The Overland processor, with its built-in atmospheric model, performs autonomous atmospheric corrections and automatic masking of thick clouds and dark shadows. A map is discarded from the series of observations if field plot masked area exceeds a maximum fraction (e.g. 30%, customizable). Applied quality rules also lead to discarded conditions such as snow cover or a flooded field (except for rice).

As Verde uses imagery from various satellite sources, featuring different geometric performances and different native resolutions, a co-registration step has been added to the processing in order to ensure a perfect overlay of all observations within a time-series, regardless of their source sensor. It removes the shift one can observe when browsing a satellite image time series. This feature leverages a proprietary database of Ground Control Points (One Atlas Basemap) that Airbus has built globally and updates every year.

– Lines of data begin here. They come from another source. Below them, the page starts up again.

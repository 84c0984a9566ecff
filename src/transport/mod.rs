//! Queue-backed transport write half and the transport-adjacent handler.

use std::net::SocketAddr;

mod async_transport;

pub use self::async_transport::AsyncTransport;

/// Re-export of `local_sync::mpsc::unbounded::Tx` as LocalSender
pub use local_sync::mpsc::unbounded::Tx as LocalSender;

/// Write half of an asynchronous transport
#[derive(Clone)]
pub struct AsyncTransportWrite<R> {
    sender: LocalSender<R>,
    local_addr: SocketAddr,
    peer_addr: Option<SocketAddr>,
}

impl<R> AsyncTransportWrite<R> {
    /// Creates a new AsyncTransportWrite
    pub fn new(
        sender: LocalSender<R>,
        local_addr: SocketAddr,
        peer_addr: Option<SocketAddr>,
    ) -> Self {
        Self {
            sender,
            local_addr,
            peer_addr,
        }
    }

    /// Returns local address
    pub fn local_addr(&self) -> SocketAddr {
        self.local_addr
    }

    /// Returns peer address
    pub fn peer_addr(&self) -> Option<SocketAddr> {
        self.peer_addr
    }

    /// Writes a message
    pub fn write(&self, msg: R) -> Result<(), std::io::Error> {
        self.sender.send(msg).map_err(|err| {
            std::io::Error::new(std::io::ErrorKind::BrokenPipe, format!("{:?}", err))
        })
    }
}
//! Line-ending framing.

use bytes::BytesMut;

use crate::codec::byte_to_message_decoder::MessageDecoder;
use crate::error::PipelineError;

/// Which line endings terminate a frame.
#[derive(Default, PartialEq, Eq)]
pub enum TerminatorType {
    /// `\n` or `\r\n`.
    #[default]
    Both,
    /// `\n` only.
    Newline,
    /// `\r\n` only.
    CarriageNewline,
}

/// Splits a byte stream on line endings, discarding over-long lines.
#[derive(Default)]
pub struct LineBasedFrameDecoder {
    max_length: usize,
    strip_delimiter: bool,
    terminator_type: TerminatorType,

    discarding: bool,
    discarded_bytes: usize,
}

impl LineBasedFrameDecoder {
    /// Creates a decoder capping frames at `max_length` bytes.
    pub fn new(max_length: usize, strip_delimiter: bool, terminator_type: TerminatorType) -> Self {
        Self {
            max_length,
            strip_delimiter,
            terminator_type,
            ..Default::default()
        }
    }

    fn find_end_of_line(&mut self, buf: &BytesMut) -> Option<usize> {
        let mut i = 0usize;
        while i < self.max_length && i < buf.len() {
            let b = buf[i];
            if (b == b'\n' && self.terminator_type != TerminatorType::CarriageNewline)
                || (self.terminator_type != TerminatorType::Newline
                    && b == b'\r'
                    && i + 1 < buf.len()
                    && buf[i + 1] == b'\n')
            {
                return Some(i);
            }
            i += 1;
        }

        None
    }
}

impl MessageDecoder for LineBasedFrameDecoder {
    fn id(&self) -> String {
        "LineBasedFrameDecoder".to_string()
    }

    fn decode(&mut self, buf: &mut BytesMut) -> Result<Option<BytesMut>, PipelineError> {
        let eol = self.find_end_of_line(buf);
        if !self.discarding {
            if let Some(eol) = eol {
                let delim_length = if buf[eol] == b'\r' { 2 } else { 1 };
                if eol > self.max_length {
                    return Err(PipelineError::Codec(format!(
                        "frame length {} exceeds max {}",
                        eol, self.max_length
                    )));
                }

                let frame = if self.strip_delimiter {
                    let frame = buf.split_to(eol);
                    let _ = buf.split_to(delim_length);
                    frame
                } else {
                    buf.split_to(eol + delim_length)
                };

                Ok(Some(frame))
            } else {
                let len = buf.len();
                if len > self.max_length {
                    self.discarded_bytes = len;
                    let _ = buf.split_to(len);
                    self.discarding = true;
                    Err(PipelineError::Codec(format!(
                        "frame exceeds {} bytes, discarding",
                        self.max_length
                    )))
                } else {
                    Ok(None)
                }
            }
        } else {
            if let Some(eol) = eol {
                let delim_length = if buf[eol] == b'\r' { 2 } else { 1 };
                let _ = buf.split_to(eol + delim_length);
                self.discarded_bytes = 0;
                self.discarding = false;
            } else {
                self.discarded_bytes = buf.len();
                let _ = buf.split_to(buf.len());
            }

            Ok(None)
        }
    }
}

Verde processing chain has been migrated to the Cloud (Google Cloud Platform) and can be triggered through API calls. The infrastructure behind the service has been designed for maximum scalability and optimal performance, as the number of virtual machines activated is proportional to the amount of requests at a given point in time1.

Refences

  1. Jacquemoud, S. & Baret, F. (1990). PROSPECT: A model of leaf optical properties spectra. Remote Sensing of Environment, 34, 75-91.
  2. Jacquemoud, S. & al. (2009). PROSPECT + SAIL models: A review of use for vegetation characterization. Remote Sensing of Environment, 113, S56-S66.
  3. Kneisys F.X., Abreu L.W., Anderson G.P., Chetwynd J.H, & al., (1995). The MODTRAN 2/3 and LOWTRAN 7 Model. Philips Laboratory, prepared by Ontar Corporation, North Andover (MA), 267 pp.
  4. Poilvé, H. (2010). BioPar Methods Compendium of MERIS FR Biophysical Products (report g2-BP-RP-038, EC geoland2 project FP-7-218795). Retrieved from ResearchGate website: https://www.researchgate.net/publication/265728093_geoland2_-_BioPar_Methods_Compendium_of_MERIS_FR_Biophysical_ProductsBioPar
  5. Verhoef, W. (1984). Light scattering by leaf layers with application to canopy reflectance modeling: the SAIL model. Remote Sensing of Environment, 16, 125-141.
  6. Verhoef, W. (1985). Earth observation modelling based on layer scattering matrices. Remote Sensing of Environment, 17, 165-178.
  7. Verhoef, W., & Bach, H. (2003). Simulation of hyperspectral and directional radiance images using coupled biophysical and atmospheric radiative transfer models.  Remote Sensing of Environment, 87, 23–41.